Last week it was Avurudu Thel Keliya. Now we have come to Ranjan Keliya. 

SJB MP Ranjan Ramanayake has been removed from Parliament, in what is said to be in keeping with the decision of the Court of Appeal, to reject his application against the Supreme Court order sentencing him to four years of imprisonment for Contempt of court.

A parliament, of which Ranjan was a most active and spoken member, has shown its overall failure to deal with an issue that affects the rights of all citizens. The mockery of it all is to have a parliament where a person found guilty of murder and imprisoned by a court order is allowed to be a member of the House, but a person guilty of contempt of Court, who has not injured or killed anyone, is removed from it.

With all due respect and honour to the judiciary, one must begin to look at the entire thinking and process of charging people for and punishing them for contempt of Court. 

In the present parliamentary situation, with all the power that the President and the government have with a two-thirds plus majority, the future Independence of the Judiciary is certainly in question.

If Ramanayake has committed contempt of Court, he is now the player in calling for a change of our legislation on Contempt of Court. Is it truly wrong to criticise a member/or members of the judiciary; are they above the law; what is the practice and trend on this in other democracies?

It is time our Members of Parliament, the Bar Association and organizations of Civil Society made deep study of this entire issue, and moved to prevent the right of free speech being incorrectly restricted. We must look at how Contempt of Court is considered legally in the UK, from where we got this.

How is Contempt of court handled by the Courts of India, our closest neighbour and next to us in years of democracy? How is this issue handled in other democracies too such as France and Germany, and even the US? 
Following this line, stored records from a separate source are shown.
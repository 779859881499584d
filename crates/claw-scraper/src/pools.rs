//! Inference pool definitions and the directory that serves them.

use std::collections::BTreeMap;
use std::future::Future;
use std::sync::Arc;

use parking_lot::RwLock;
use serde::{Deserialize, Serialize};

use crate::error::Result;

/// Namespace assumed when a pool does not name one.
pub const DEFAULT_NAMESPACE: &str = "default";

/// Phase reported for pools whose resource carries no status yet.
pub const DEFAULT_PHASE: &str = "Pending";

/// A logical inference pool: a set of serving replicas of one model.
#[derive(Debug, Clone, Default, PartialEq, Eq, Serialize, Deserialize)]
#[serde(default)]
pub struct Pool {
    /// Pool name; also the value pods are labelled with.
    pub name: String,
    /// Namespace the pool's pods run in. Empty means `default`.
    pub namespace: String,
    /// GPU model, e.g. `A100`.
    pub gpu_type: String,
    /// GPUs per replica.
    pub gpu_count: u32,
    /// Declared replica count.
    pub replicas: u32,
    /// Served model.
    pub model_name: String,
    /// Served model version.
    pub model_version: String,
    /// Serving runtime, e.g. `vllm`.
    pub serving_backend: String,
    /// Autoscaling floor.
    pub min_replicas: u32,
    /// Autoscaling ceiling.
    pub max_replicas: u32,
    /// Lifecycle phase as reported by the cluster.
    pub phase: String,
}

impl Pool {
    /// Creates a pool with just a name and namespace.
    #[must_use]
    pub fn new(name: impl Into<String>, namespace: impl Into<String>) -> Self {
        Self {
            name: name.into(),
            namespace: namespace.into(),
            ..Self::default()
        }
    }

    /// Returns the namespace to query, substituting `default` when empty.
    #[must_use]
    pub fn effective_namespace(&self) -> &str {
        if self.namespace.is_empty() {
            DEFAULT_NAMESPACE
        } else {
            &self.namespace
        }
    }

    /// Label selectors tried in order when discovering the pool's pods.
    #[must_use]
    pub fn pod_selectors(&self) -> [String; 3] {
        [
            format!("app={}", self.name),
            format!("app.kubernetes.io/instance={}", self.name),
            format!("app.kubernetes.io/name={}", self.name),
        ]
    }
}

/// Read side: the pools the scraper should visit each cycle.
pub trait PoolDirectory: Send + Sync {
    /// Lists every known pool.
    fn list_pools(&self) -> impl Future<Output = Result<Vec<Pool>>> + Send;
}

/// Write side: where the pool sync records what it finds.
pub trait PoolStore: Send + Sync {
    /// Inserts or replaces a pool, keyed by namespace and name.
    fn upsert_pool(&self, pool: Pool) -> impl Future<Output = Result<()>> + Send;
}

/// Pool directory held in memory, seeded from configuration and kept
/// current by the pool sync.
#[derive(Debug, Clone, Default)]
pub struct InMemoryPoolDirectory {
    pools: Arc<RwLock<BTreeMap<(String, String), Pool>>>,
}

impl InMemoryPoolDirectory {
    /// Creates an empty directory.
    #[must_use]
    pub fn new() -> Self {
        Self::default()
    }

    /// Creates a directory holding the given pools.
    #[must_use]
    pub fn with_pools(pools: impl IntoIterator<Item = Pool>) -> Self {
        let directory = Self::new();
        for pool in pools {
            directory.insert(pool);
        }
        directory
    }

    /// Inserts or replaces a pool.
    pub fn insert(&self, pool: Pool) {
        let key = (pool.effective_namespace().to_string(), pool.name.clone());
        self.pools.write().insert(key, pool);
    }

    /// Removes a pool, returning it if it existed.
    pub fn remove(&self, namespace: &str, name: &str) -> Option<Pool> {
        let namespace = if namespace.is_empty() {
            DEFAULT_NAMESPACE
        } else {
            namespace
        };
        self.pools
            .write()
            .remove(&(namespace.to_string(), name.to_string()))
    }

    /// Returns the pools ordered by namespace then name.
    #[must_use]
    pub fn snapshot(&self) -> Vec<Pool> {
        self.pools.read().values().cloned().collect()
    }

    /// Returns the number of pools.
    #[must_use]
    pub fn len(&self) -> usize {
        self.pools.read().len()
    }

    /// Returns true if there are no pools.
    #[must_use]
    pub fn is_empty(&self) -> bool {
        self.pools.read().is_empty()
    }
}

impl PoolDirectory for InMemoryPoolDirectory {
    async fn list_pools(&self) -> Result<Vec<Pool>> {
        Ok(self.snapshot())
    }
}

impl PoolStore for InMemoryPoolDirectory {
    async fn upsert_pool(&self, pool: Pool) -> Result<()> {
        self.insert(pool);
        Ok(())
    }
}
//! Kubernetes API access through `kube`.
//!
//! Connection settings come from a kubeconfig file or context when one is
//! configured, otherwise from `Config::infer`, which reads `$KUBECONFIG` or
//! falls back to the in-cluster service account and its CA bundle.

use std::fmt;
use std::time::Duration;

use k8s_openapi::api::core::v1::Pod;
use kube::api::{ApiResource, DynamicObject, GroupVersionKind, ListParams};
use kube::config::{KubeConfigOptions, Kubeconfig};
use kube::{Api, Client, Config};
use serde::{Deserialize, Serialize};
use serde_json::Value;
use tracing::debug;

use crate::cluster::{ClusterHandle, PodInfo};
use crate::config::ClusterConfig;
use crate::error::{Result, ScraperError};

/// Group, version and names of the `InferenceStack` custom resource.
#[derive(Debug, Clone, Serialize, Deserialize, PartialEq, Eq)]
#[serde(default)]
pub struct InferenceStackResource {
    /// API group.
    pub group: String,
    /// API version within the group.
    pub version: String,
    /// Resource kind.
    pub kind: String,
    /// Plural resource name used in API paths.
    pub plural: String,
}

impl Default for InferenceStackResource {
    fn default() -> Self {
        Self {
            group: "ngf-console.f5.com".to_string(),
            version: "v1alpha1".to_string(),
            kind: "InferenceStack".to_string(),
            plural: "inferencestacks".to_string(),
        }
    }
}

impl InferenceStackResource {
    /// Resolves to the dynamic API resource used for listing.
    #[must_use]
    pub fn api_resource(&self) -> ApiResource {
        let gvk = GroupVersionKind::gvk(&self.group, &self.version, &self.kind);
        ApiResource::from_gvk_with_plural(&gvk, &self.plural)
    }
}

/// Extracts the fields the scraper needs from a pod object.
#[must_use]
pub fn pod_info(pod: &Pod) -> PodInfo {
    let status = pod.status.as_ref();
    PodInfo {
        name: pod.metadata.name.clone().unwrap_or_default(),
        namespace: pod.metadata.namespace.clone().unwrap_or_default(),
        phase: status.and_then(|s| s.phase.clone()).unwrap_or_default(),
        ip: status.and_then(|s| s.pod_ip.clone()).unwrap_or_default(),
        node_name: pod
            .spec
            .as_ref()
            .and_then(|s| s.node_name.clone())
            .unwrap_or_default(),
    }
}

/// Flattens a dynamic object into plain JSON (`metadata`, `spec`, `status`
/// at the top level).
fn object_value(object: &DynamicObject) -> serde_json::Result<Value> {
    serde_json::to_value(object)
}

async fn load_config(config: &ClusterConfig) -> std::result::Result<Config, String> {
    let options = KubeConfigOptions {
        context: config.context.clone(),
        ..KubeConfigOptions::default()
    };
    match (&config.kubeconfig, &config.context) {
        (Some(path), _) => {
            let kubeconfig = Kubeconfig::read_from(path)
                .map_err(|e| format!("read kubeconfig {}: {e}", path.display()))?;
            Config::from_custom_kubeconfig(kubeconfig, &options)
                .await
                .map_err(|e| format!("load kubeconfig {}: {e}", path.display()))
        }
        (None, Some(context)) => Config::from_kubeconfig(&options)
            .await
            .map_err(|e| format!("load context {context}: {e}")),
        (None, None) => Config::infer()
            .await
            .map_err(|e| format!("infer cluster config: {e}")),
    }
}

/// A cluster reached through its API server.
#[derive(Clone)]
pub struct KubeCluster {
    name: String,
    client: Client,
    inference_stacks: ApiResource,
}

impl fmt::Debug for KubeCluster {
    fn fmt(&self, f: &mut fmt::Formatter<'_>) -> fmt::Result {
        f.debug_struct("KubeCluster")
            .field("name", &self.name)
            .field("inference_stacks", &self.inference_stacks.plural)
            .finish_non_exhaustive()
    }
}

impl KubeCluster {
    /// Connects to the cluster described by `config`.
    ///
    /// # Errors
    ///
    /// Returns [`ScraperError::Cluster`] if the kubeconfig or in-cluster
    /// environment cannot be loaded, or the client cannot be built.
    pub async fn connect(config: &ClusterConfig, stacks: &InferenceStackResource) -> Result<Self> {
        let cluster_error = |reason: String| ScraperError::Cluster {
            cluster: config.name.clone(),
            reason,
        };
        let kube_config = load_config(config).await.map_err(cluster_error)?;
        let client = Client::try_from(kube_config)
            .map_err(|e| cluster_error(format!("build client: {e}")))?;
        debug!(cluster = %config.name, source = %config.source(), "connected cluster client");
        Ok(Self::with_client(config.name.clone(), client, stacks))
    }

    /// Wraps an existing client.
    #[must_use]
    pub fn with_client(name: impl Into<String>, client: Client, stacks: &InferenceStackResource) -> Self {
        Self {
            name: name.into(),
            client,
            inference_stacks: stacks.api_resource(),
        }
    }

    fn cluster_error(&self, reason: impl Into<String>) -> ScraperError {
        ScraperError::Cluster {
            cluster: self.name.clone(),
            reason: reason.into(),
        }
    }
}

impl ClusterHandle for KubeCluster {
    fn name(&self) -> &str {
        &self.name
    }

    async fn list_pods(
        &self,
        namespace: Option<&str>,
        selector: &str,
        timeout: Duration,
    ) -> Result<Vec<PodInfo>> {
        let api: Api<Pod> = match namespace {
            Some(ns) => Api::namespaced(self.client.clone(), ns),
            None => Api::all(self.client.clone()),
        };
        let params = ListParams::default().labels(selector);
        let list = tokio::time::timeout(timeout, api.list(&params))
            .await
            .map_err(|_| self.cluster_error("pod list timed out"))?
            .map_err(|e| self.cluster_error(format!("list pods: {e}")))?;

        let pods: Vec<PodInfo> = list.items.iter().map(pod_info).collect();
        debug!(cluster = %self.name, selector, pods = pods.len(), "listed pods");
        Ok(pods)
    }

    async fn list_inference_stacks(&self, timeout: Duration) -> Result<Vec<Value>> {
        let api: Api<DynamicObject> = Api::all_with(self.client.clone(), &self.inference_stacks);
        let list = tokio::time::timeout(timeout, api.list(&ListParams::default()))
            .await
            .map_err(|_| self.cluster_error("inference stack list timed out"))?
            .map_err(|e| self.cluster_error(format!("list {}: {e}", self.inference_stacks.plural)))?;

        list.items
            .iter()
            .map(object_value)
            .collect::<serde_json::Result<Vec<_>>>()
            .map_err(|e| self.cluster_error(format!("decode inference stacks: {e}")))
    }
}
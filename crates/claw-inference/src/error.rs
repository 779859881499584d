//! Error types for the claw-inference crate.

use thiserror::Error;

/// Errors that can occur while decoding or reconciling inference metrics.
#[derive(Debug, Error)]
pub enum InferenceError {
    /// A counter key component is empty or contains the key separator.
    #[error("invalid counter key: {reason}")]
    InvalidCounterKey {
        /// The reason the key is invalid.
        reason: String,
    },

    /// The staleness window is unusable (zero or too large to represent).
    #[error("invalid staleness window: {reason}")]
    InvalidWindow {
        /// The reason the window is invalid.
        reason: String,
    },
}

/// Result type for inference metric operations.
pub type Result<T> = std::result::Result<T, InferenceError>;
//! Prometheus text exposition parsing.
//!
//! Only the parts of the format the scraper needs are handled: a sample line
//! is `name[{labels}] value [timestamp]`. The value is always the first
//! token after the name and label block, so trailing timestamps never leak
//! into the result and label values containing spaces (`model="Tesla T4"`)
//! cannot shift it.

use std::collections::HashMap;

/// Extracts the value of `name` from a full exposition payload.
///
/// Returns `None` when the payload is empty or no sample line carries
/// exactly that metric name. Name matching is exact: `foo` never matches
/// `foo_total`.
#[must_use]
pub fn parse_value(payload: &str, name: &str) -> Option<f64> {
    if name.is_empty() {
        return None;
    }
    payload
        .lines()
        .filter_map(parse_sample_line)
        .find_map(|(metric, value)| (metric == name).then_some(value))
}

/// Returns the value of the first alias present in the payload, or 0.
#[must_use]
pub fn first_found(payload: &str, aliases: &[&str]) -> f64 {
    aliases
        .iter()
        .find_map(|alias| parse_value(payload, alias))
        .unwrap_or(0.0)
}

/// An indexed view over one exposition payload.
///
/// Parsing is done once; each lookup is then a hash probe. When a metric
/// name appears on several lines (one per label set), the first line with
/// a parseable value wins, matching [`parse_value`].
#[derive(Debug, Clone, Default)]
pub struct Exposition<'a> {
    samples: HashMap<&'a str, f64>,
}

impl<'a> Exposition<'a> {
    /// Parses a payload into an index keyed by bare metric name.
    #[must_use]
    pub fn parse(payload: &'a str) -> Self {
        let mut samples = HashMap::new();
        for (metric, value) in payload.lines().filter_map(parse_sample_line) {
            samples.entry(metric).or_insert(value);
        }
        Self { samples }
    }

    /// Returns the value for an exact metric name.
    #[must_use]
    pub fn get(&self, name: &str) -> Option<f64> {
        self.samples.get(name).copied()
    }

    /// Returns the value of the first alias present, if any.
    #[must_use]
    pub fn find(&self, aliases: &[&str]) -> Option<f64> {
        aliases.iter().find_map(|alias| self.get(alias))
    }

    /// Returns the value of the first alias present, or 0.
    #[must_use]
    pub fn first_found(&self, aliases: &[&str]) -> f64 {
        self.find(aliases).unwrap_or(0.0)
    }

    /// Returns the number of distinct metric names in the payload.
    #[must_use]
    pub fn len(&self) -> usize {
        self.samples.len()
    }

    /// Returns true if the payload contained no sample lines.
    #[must_use]
    pub fn is_empty(&self) -> bool {
        self.samples.is_empty()
    }
}

/// Splits one line into `(metric name, value)`.
///
/// Returns `None` for blank lines, comments, unterminated label blocks and
/// values that do not parse as a float.
fn parse_sample_line(line: &str) -> Option<(&str, f64)> {
    let line = line.trim();
    if line.is_empty() || line.starts_with('#') {
        return None;
    }

    let name_end = line
        .find(|c: char| c == '{' || c.is_whitespace())
        .unwrap_or(line.len());
    let (metric, rest) = line.split_at(name_end);
    if metric.is_empty() {
        return None;
    }

    let rest = if rest.starts_with('{') {
        let close = label_block_end(rest)?;
        &rest[close + 1..]
    } else {
        rest
    };

    let value = rest.split_whitespace().next()?;
    let value = value.parse::<f64>().ok()?;
    Some((metric, value))
}

/// Finds the byte offset of the `}` closing a label block that starts at
/// offset 0. Braces inside quoted label values are skipped.
fn label_block_end(block: &str) -> Option<usize> {
    let mut in_quotes = false;
    let mut escaped = false;
    for (idx, c) in block.char_indices().skip(1) {
        if escaped {
            escaped = false;
            continue;
        }
        match c {
            '\\' if in_quotes => escaped = true,
            '"' => in_quotes = !in_quotes,
            '}' if !in_quotes => return Some(idx),
            _ => {}
        }
    }
    None
}
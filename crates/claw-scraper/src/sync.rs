//! Pool sync: keeps the pool directory in step with the `InferenceStack`
//! resources declared in each cluster.

use std::sync::Arc;
use std::time::Duration;

use futures::future::join_all;
use serde_json::Value;
use tokio::sync::watch;
use tokio::time::MissedTickBehavior;
use tracing::{debug, info, warn};

use crate::cluster::{ClusterHandle, ClusterRegistry};
use crate::pools::{Pool, PoolStore, DEFAULT_PHASE};

/// Pool sync tuning.
#[derive(Debug, Clone, Copy, PartialEq, Eq)]
pub struct SyncSettings {
    /// Time between syncs.
    pub interval: Duration,
    /// Per-cluster list timeout.
    pub timeout: Duration,
}

impl Default for SyncSettings {
    fn default() -> Self {
        Self {
            interval: Duration::from_secs(30),
            timeout: Duration::from_secs(10),
        }
    }
}

/// Outcome of one sync pass.
#[derive(Debug, Clone, Copy, Default, PartialEq, Eq)]
pub struct SyncReport {
    /// Clusters visited.
    pub clusters: usize,
    /// Pools written to the store.
    pub upserted: usize,
    /// Clusters that could not be listed plus pools the store rejected.
    pub failures: usize,
}

/// Decodes a pool from a raw `InferenceStack` object.
///
/// Returns `None` when the object has no name. Missing fields fall back to
/// empty or zero; a missing phase reads as `Pending`.
#[must_use]
pub fn pool_from_inference_stack(object: &Value) -> Option<Pool> {
    let name = str_at(object, &["metadata", "name"]);
    if name.is_empty() {
        return None;
    }

    let spec = &object["spec"];
    let pool = &spec["pool"];
    let phase = str_at(object, &["status", "phase"]);

    Some(Pool {
        name,
        namespace: str_at(object, &["metadata", "namespace"]),
        gpu_type: str_at(pool, &["gpuType"]),
        gpu_count: u32_at(pool, "gpuCount"),
        replicas: u32_at(pool, "replicas"),
        model_name: str_at(spec, &["modelName"]),
        model_version: str_at(spec, &["modelVersion"]),
        serving_backend: str_at(spec, &["servingBackend"]),
        min_replicas: u32_at(pool, "minReplicas"),
        max_replicas: u32_at(pool, "maxReplicas"),
        phase: if phase.is_empty() {
            DEFAULT_PHASE.to_string()
        } else {
            phase
        },
    })
}

fn str_at(object: &Value, path: &[&str]) -> String {
    path.iter()
        .try_fold(object, |value, key| value.get(key))
        .and_then(Value::as_str)
        .unwrap_or_default()
        .to_string()
}

fn u32_at(object: &Value, key: &str) -> u32 {
    object
        .get(key)
        .and_then(Value::as_u64)
        .and_then(|n| u32::try_from(n).ok())
        .unwrap_or(0)
}

/// Periodically lists `InferenceStack` resources in every cluster and
/// upserts them into a pool store.
#[derive(Debug)]
pub struct PoolSync<R, P> {
    clusters: Arc<R>,
    store: Arc<P>,
    settings: SyncSettings,
}

impl<R, P> PoolSync<R, P>
where
    R: ClusterRegistry,
    P: PoolStore,
{
    /// Creates a sync loop.
    #[must_use]
    pub const fn new(clusters: Arc<R>, store: Arc<P>, settings: SyncSettings) -> Self {
        Self {
            clusters,
            store,
            settings,
        }
    }

    /// Syncs immediately, then on every tick until shutdown is signalled.
    pub async fn run(&self, mut shutdown: watch::Receiver<bool>) {
        info!(interval = ?self.settings.interval, "inference pool sync loop starting");

        let mut ticker = tokio::time::interval(self.settings.interval);
        ticker.set_missed_tick_behavior(MissedTickBehavior::Delay);

        loop {
            if *shutdown.borrow() {
                break;
            }

            tokio::select! {
                _ = ticker.tick() => {
                    let report = self.sync_all().await;
                    debug!(
                        clusters = report.clusters,
                        upserted = report.upserted,
                        failures = report.failures,
                        "pool sync complete"
                    );
                }
                changed = shutdown.changed() => {
                    if changed.is_err() || *shutdown.borrow() {
                        break;
                    }
                }
            }
        }

        info!("inference pool sync loop stopped");
    }

    /// Syncs every cluster concurrently.
    pub async fn sync_all(&self) -> SyncReport {
        let clusters = self.clusters.list_clusters();
        if clusters.is_empty() {
            return SyncReport::default();
        }

        let results = join_all(clusters.iter().map(|cluster| self.sync_cluster(cluster.as_ref()))).await;

        results.into_iter().fold(
            SyncReport {
                clusters: clusters.len(),
                ..SyncReport::default()
            },
            |mut report, (upserted, failures)| {
                report.upserted += upserted;
                report.failures += failures;
                report
            },
        )
    }

    /// Syncs one cluster. Returns (pools upserted, failures).
    async fn sync_cluster<C: ClusterHandle>(&self, cluster: &C) -> (usize, usize) {
        let timeout = self.settings.timeout;
        let listing = tokio::time::timeout(timeout, cluster.list_inference_stacks(timeout)).await;
        let stacks = match listing {
            Ok(Ok(stacks)) => stacks,
            Ok(Err(e)) => {
                warn!(cluster = %cluster.name(), error = %e, "failed to list InferenceStacks");
                return (0, 1);
            }
            Err(_) => {
                warn!(cluster = %cluster.name(), "listing InferenceStacks timed out");
                return (0, 1);
            }
        };

        let mut upserted = 0;
        let mut failures = 0;
        for pool in stacks.iter().filter_map(pool_from_inference_stack) {
            let name = pool.name.clone();
            match self.store.upsert_pool(pool).await {
                Ok(()) => upserted += 1,
                Err(e) => {
                    warn!(cluster = %cluster.name(), pool = %name, error = %e, "failed to upsert pool");
                    failures += 1;
                }
            }
        }

        debug!(cluster = %cluster.name(), pools = stacks.len(), "sync completed");
        (upserted, failures)
    }
}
The Ranjan  Keliya  has certainly brought us to realising the Contempt for Democracy that prevails, and is being expanded in Sri Lanka. This contempt is the reality of the 20th Amendment to the Constitution, and the prevailing show of Gotabaya Rajapaksa’s ‘Saubhagye Dekma”.    Changing our laws on Contempt of Court to make them modern and democratic will be the real crowning of Ramanayake.


Beauty Queen crowns

We have now come to the Ru Rajina Otunu Keliya too. The story of the crown being grabbed from the new Mrs Sri Lanka has spread in the international media. 

There was a lovely piece of social media, where Queen Elizabeth II of the UK is showing her joy at getting rid of Sri Lanka from the royalty domain as far back as 1948, as otherwise there would have been moves to grab her crown, too.

Mrs Sri Lanka or Mr. World is certainly not of much interest to us who are facing much bigger problems than the ownership of beauty crowns. Yet, the issue of a Mrs Sri Lanka or Mrs World having to be married does raise many issues today. Are the organizers of the global event thinking of temporary or shaky marriages, or those that last through decades and more, with a commitment to each other?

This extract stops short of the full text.